故Ondo Finance創業者ネイサン・オールマンの遺産管理団体は、同社の現最高経営責任者(CEO)を、法的所有権をめぐる紛争でデラウェア州の裁判所に提訴した。
リーダーシップ移行をめぐる紛争により、同社には対立する二つの権力中枢が存在することとなり、遺産管理団体は誰が法的に会社を運営するのかを裁判官に判断するよう求めている。裁判官の判決が出るまで、同社の契約、支出、株式発行の法的地位は不確かなものとなっている。
Ondo Financeの運営を目指す二人の対立者は誰か? 8月6日、Ondo Financeの創業者である故ネイサン・オールマンの母、キャスリーン・オールマンによって、デラウェア州衡平法裁判所に3件の訴状が提出された。
ネイサン・オールマンが5月下旬に32歳で死去した時点で、彼はCEO、唯一の取締役、支配株主という3つの役割を同時に担っていたと訴状は述べている。
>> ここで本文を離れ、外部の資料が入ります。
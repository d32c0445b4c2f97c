//! Session orchestration
//!
//! Coordinates one party session: guest messages land in the log and are
//! broadcast first, then every `prompt_message_buffer` user messages of an
//! active session trigger a playlist regeneration.
//!
//! State machine: `inactive --start--> active --stop--> closed`.

mod playback;
mod regeneration;

pub use playback::{next_poll_delay, PlaybackReport};
pub use regeneration::RegenerationOutcome;

use std::sync::Arc;

use partydj_common::events::{
    session_code_from_channel, Member, SessionEventKind, SessionStatus, UserMessage,
};
use partydj_common::ids;
use tracing::{debug, info};

use crate::broadcast::{BroadcastGateway, ChannelAuth, PresenceData, PresenceInfo};
use crate::catalog::{self, CatalogProvider};
use crate::config::PlaybackConfig;
use crate::error::{Error, Result};
use crate::llm::LlmClient;
use crate::models::{NewParty, Party, PartyPlaylist, SessionMessage};
use crate::prompt::PlaylistSettings;
use crate::store::{project_for_users, KeyedLocks, PartyStore, SessionStore};
use crate::tokens::TokenEncoder;

/// Attempts at drawing an unused party code
const MAX_CODE_ATTEMPTS: usize = 10;

/// Collaborators of the orchestrator
pub struct OrchestratorParts {
    pub parties: Arc<dyn PartyStore>,
    pub sessions: SessionStore,
    pub gateway: BroadcastGateway,
    pub llm: Arc<dyn LlmClient>,
    pub catalog: Arc<dyn CatalogProvider>,
    pub encoder: Arc<dyn TokenEncoder>,
    pub settings: Arc<PlaylistSettings>,
    pub playback: PlaybackConfig,
}

/// Result of a successful `submit_message`
#[derive(Debug, Clone)]
pub struct SubmitOutcome {
    pub message: UserMessage,
    /// User messages in the log after the append
    pub user_message_count: usize,
    /// Set when the message landed on the regeneration cadence
    pub regeneration: Option<RegenerationOutcome>,
}

/// Top-level coordinator for party sessions
pub struct SessionOrchestrator {
    parties: Arc<dyn PartyStore>,
    sessions: SessionStore,
    gateway: BroadcastGateway,
    llm: Arc<dyn LlmClient>,
    catalog: Arc<dyn CatalogProvider>,
    encoder: Arc<dyn TokenEncoder>,
    settings: Arc<PlaylistSettings>,
    playback: PlaybackConfig,
    regenerations: KeyedLocks,
}

impl SessionOrchestrator {
    pub fn new(parts: OrchestratorParts) -> Self {
        Self {
            parties: parts.parties,
            sessions: parts.sessions,
            gateway: parts.gateway,
            llm: parts.llm,
            catalog: parts.catalog,
            encoder: parts.encoder,
            settings: parts.settings,
            playback: parts.playback,
            regenerations: KeyedLocks::new(),
        }
    }

    pub fn gateway(&self) -> &BroadcastGateway {
        &self.gateway
    }

    pub fn settings(&self) -> &PlaylistSettings {
        &self.settings
    }

    /// Party for `code`, or `NotFound`
    pub async fn get_party(&self, code: &str) -> Result<Party> {
        let normalized =
            ids::normalize_party_code(code).ok_or_else(|| Error::NotFound(format!("Party {code}")))?;
        self.parties
            .get_party_by_code(&normalized)
            .await?
            .ok_or_else(|| Error::NotFound(format!("Party {normalized}")))
    }

    async fn get_hosted_party(&self, code: &str, acting_user: &str) -> Result<Party> {
        let party = self.get_party(code).await?;
        if !party.is_host(acting_user) {
            return Err(Error::Unauthorized(format!(
                "User {acting_user} is not the host of party {}",
                party.code
            )));
        }
        Ok(party)
    }

    /// Create a party with its catalog playlist
    pub async fn create_party(&self, owner_user_id: &str, input: NewParty) -> Result<Party> {
        let name = input.name.trim();
        if name.is_empty() {
            return Err(Error::BadRequest("Party name is required".to_string()));
        }
        let description = input
            .description
            .as_deref()
            .map(str::trim)
            .filter(|d| !d.is_empty());

        let code = self.unused_party_code().await?;
        let api = self.catalog.for_host(owner_user_id).await?;
        let playlist = api.create_playlist(name, description).await?;

        if let Some(cover) = input.cover_image.as_deref() {
            catalog::upload_cover_image(api.as_ref(), &playlist.id, cover).await;
        }

        let party = Party {
            id: ids::generate(),
            code,
            owner_user_id: owner_user_id.to_string(),
            name: name.to_string(),
            description: description.map(str::to_string),
            playlist_id: playlist.id,
            token_spend: 0,
            status: SessionStatus::Inactive,
            created_at: partydj_common::time::now(),
        };
        self.parties.create_party(&party).await?;

        info!(session_code = %party.code, playlist_id = %party.playlist_id, "Created party");
        Ok(party)
    }

    async fn unused_party_code(&self) -> Result<String> {
        for _ in 0..MAX_CODE_ATTEMPTS {
            let code = ids::generate_party_code();
            if !self.parties.code_exists(&code).await? {
                return Ok(code);
            }
        }
        Err(Error::Common(partydj_common::Error::Internal(format!(
            "No unused party code after {MAX_CODE_ATTEMPTS} attempts"
        ))))
    }

    /// Delete a party and its session log (host only)
    pub async fn delete_party(&self, code: &str, acting_user: &str) -> Result<()> {
        let party = self.get_hosted_party(code, acting_user).await?;
        self.sessions.delete(&party.code).await?;
        self.parties.delete_party(&party.id).await?;
        info!(session_code = %party.code, "Deleted party");
        Ok(())
    }

    /// Accept a guest message
    ///
    /// The message is persisted and broadcast before any regeneration runs.
    /// Regeneration failures never fail the submission.
    pub async fn submit_message(&self, code: &str, member: Member, content: &str) -> Result<SubmitOutcome> {
        let content = content.trim();
        if content.is_empty() {
            return Err(Error::BadRequest("Message content is required".to_string()));
        }
        if member.name.trim().is_empty() || member.id.trim().is_empty() {
            return Err(Error::BadRequest("Member id and name are required".to_string()));
        }

        let party = self.get_party(code).await?;
        if !self.settings.budget.allows(party.token_spend) {
            return Err(Error::BudgetExceeded {
                spent: party.token_spend,
                max: self.settings.budget.max_session_tokens,
            });
        }

        let member = Member {
            is_host: party.is_host(&member.id),
            ..member
        };
        let message = SessionMessage::user(ids::generate(), content.to_string(), member);
        let visible = message.to_user_message();

        let log = self.sessions.append(&party.code, message).await?;
        self.gateway
            .publish(&party.code, SessionEventKind::Messages(project_for_users(&log)));

        let user_message_count = log.iter().filter(|m| m.is_user()).count();
        let regeneration = if party.status == SessionStatus::Active
            && self.settings.is_regeneration_due(user_message_count)
        {
            info!(session_code = %party.code, user_message_count, "Regeneration cadence reached");
            self.regenerate_contained(&party).await
        } else {
            None
        };

        let message = visible.ok_or_else(|| {
            Error::Common(partydj_common::Error::Internal("Appended message is not a user message".to_string()))
        })?;

        Ok(SubmitOutcome {
            message,
            user_message_count,
            regeneration,
        })
    }

    /// User-visible messages of a session
    pub async fn get_messages(&self, code: &str) -> Result<Vec<UserMessage>> {
        let party = self.get_party(code).await?;
        let log = self.sessions.read_log(&party.code).await?;
        Ok(project_for_users(&log))
    }

    /// Current party playlist, for re-fetching after `playlist-changed`
    pub async fn get_playlist(&self, code: &str) -> Result<PartyPlaylist> {
        let party = self.get_party(code).await?;
        let api = self.catalog.for_host(&party.owner_user_id).await?;
        Ok(api.get_playlist(&party.playlist_id).await?)
    }

    /// Start an inactive session (host only)
    ///
    /// A backlog of guest messages gets one regeneration before playback
    /// starts.
    pub async fn start_session(&self, code: &str, acting_user: &str) -> Result<SessionStatus> {
        let party = self.get_hosted_party(code, acting_user).await?;
        if party.status != SessionStatus::Inactive {
            return Err(Error::InvalidState(format!(
                "Party {} is {}, only inactive sessions can be started",
                party.code, party.status
            )));
        }

        let log = self.sessions.read_log(&party.code).await?;
        if log.iter().any(|m| m.is_user()) {
            info!(session_code = %party.code, "Regenerating playlist from message backlog");
            self.regenerate_contained(&party).await;
        }

        let api = self.catalog.for_host(&party.owner_user_id).await?;
        catalog::start_playback(api.as_ref(), &party.playlist_id).await?;

        self.parties
            .set_session_status(&party.id, SessionStatus::Active)
            .await?;
        self.gateway
            .publish(&party.code, SessionEventKind::Status(SessionStatus::Active));

        info!(session_code = %party.code, "Session started");
        Ok(SessionStatus::Active)
    }

    /// Sign presence metadata for a member joining a session channel
    ///
    /// The host flag comes from party ownership, not from the client.
    pub async fn authorize_presence(
        &self,
        socket_id: &str,
        channel: &str,
        user_id: &str,
        user_name: &str,
    ) -> Result<ChannelAuth> {
        let code = session_code_from_channel(channel)
            .ok_or_else(|| Error::BadRequest(format!("Invalid channel: {channel}")))?;
        let party = self.get_party(code).await?;
        let presence = PresenceData {
            user_id: user_id.to_string(),
            user_info: PresenceInfo {
                user_name: user_name.to_string(),
                is_host: party.is_host(user_id),
            },
        };
        self.gateway
            .authorize_subscriber(socket_id, channel, &presence)
            .await
    }

    /// Close a session (host only, idempotent)
    pub async fn stop_session(&self, code: &str, acting_user: &str) -> Result<SessionStatus> {
        let party = self.get_hosted_party(code, acting_user).await?;
        if party.status == SessionStatus::Closed {
            debug!(session_code = %party.code, "Session already closed");
        }

        self.gateway
            .publish(&party.code, SessionEventKind::Status(SessionStatus::Closed));
        self.parties
            .set_session_status(&party.id, SessionStatus::Closed)
            .await?;

        info!(session_code = %party.code, "Session closed");
        Ok(SessionStatus::Closed)
    }
}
彼の死により会社は機能不全に陥った。彼の議決権付き株式は遺産管理団体に移管されたため、誰もそれを行使する権限を持たず、唯一の取締役席も空席となったため、後任を任命したり会議を招集したりできる取締役は誰もいなかった。
この膠着状態は、ハワイ州の遺産検認裁判所が6月26日に彼の母を遺産管理の管理者に任命し、彼女に議決権を委ねるまで続いた。
遺産管理団体は、オンドーの元社長であるイアン・デ・ボード氏が、遺産検認手続きが完了する前の空白期間を利用して自らをCEOに据えたと非難している。提出書類によると、デ・ボード氏は定款を利用して自らをCEOと宣言し、その後、株主間契約に基づいて自らを唯一の取締役に指名し、単独で行動し始めたという。
キャスリーン・オールマンの訴訟は、オンドーの定款ではCEOの空席は取締役会の決定によってのみ補充できるとされており、取締役会が存在しなかったため、デ・ボード氏の任命は無効であり、その後のすべての行為も無効であると主張している。
また、デ・ボード氏は会社のリソースを利用してキャスリーン氏に自身の支配を確固たるものとする書類への署名を強要したとされ、彼とオンドーの外部弁護士は彼女の株主名簿の要求を拒否したとされている。
オールマン遺産管理団体は所有権紛争を裁判外で解決しようとしたのか? 議決権を獲得した後も、オールマン氏は直ちにデ・ボード氏を解任しなかった。彼女は取締役会に加わり、事業を継続するための暫定運営方針を定め、デ・ボード氏を社長として留任させつつ、基本的な会社記録の提供を求めたが、デ・ボード氏とオンドーの顧問弁護士はこれらすべての承認を拒否した。
デ・ボード氏はオールマン氏の主張を「根拠がない」と呼び、彼女が訴訟を起こす決定をしたことを「遺憾である」と述べている。彼によれば、オンドーは依然として「主要な利害関係者、主要投資家やオンドー財団を含む」の支援を受けているという。
オンドーの取締役会は声明で、後任の常任CEOを探す間、「中断なく」ユーザーへのサービス提供に引き続き注力していると述べた。同社は最近、元Blockchain.com幹部のアダム・シュリスマン氏を最高財務責任者(CFO)に任命したことも発表している。
2021年に設立され、Coinbase、Wintermute、Tiger Global、ピーター・ティールのFounders Fundが出資するオンドーは、約35億ドルのロック総額(TVL)で実物資産(RWA)市場をリードしている。
同社はOUSGトークン化米国債ファンドや利回りを生むUSDYトークンなどの商品を運営しているが、この紛争のニュースを受けて、ONDOは24時間で約6%下落し0.35ドルとなった。同社の現在の取引価格は、2024年12月の最高値2.14ドルから約84%低い水準にある。
このニュースが広まるにつれて、1000万ONDO以上が取引所に移動されたと報じられており、その一部はオンドーのチームウォレットに関連する転送であり、2日間の下落率は約9%に達したとされている。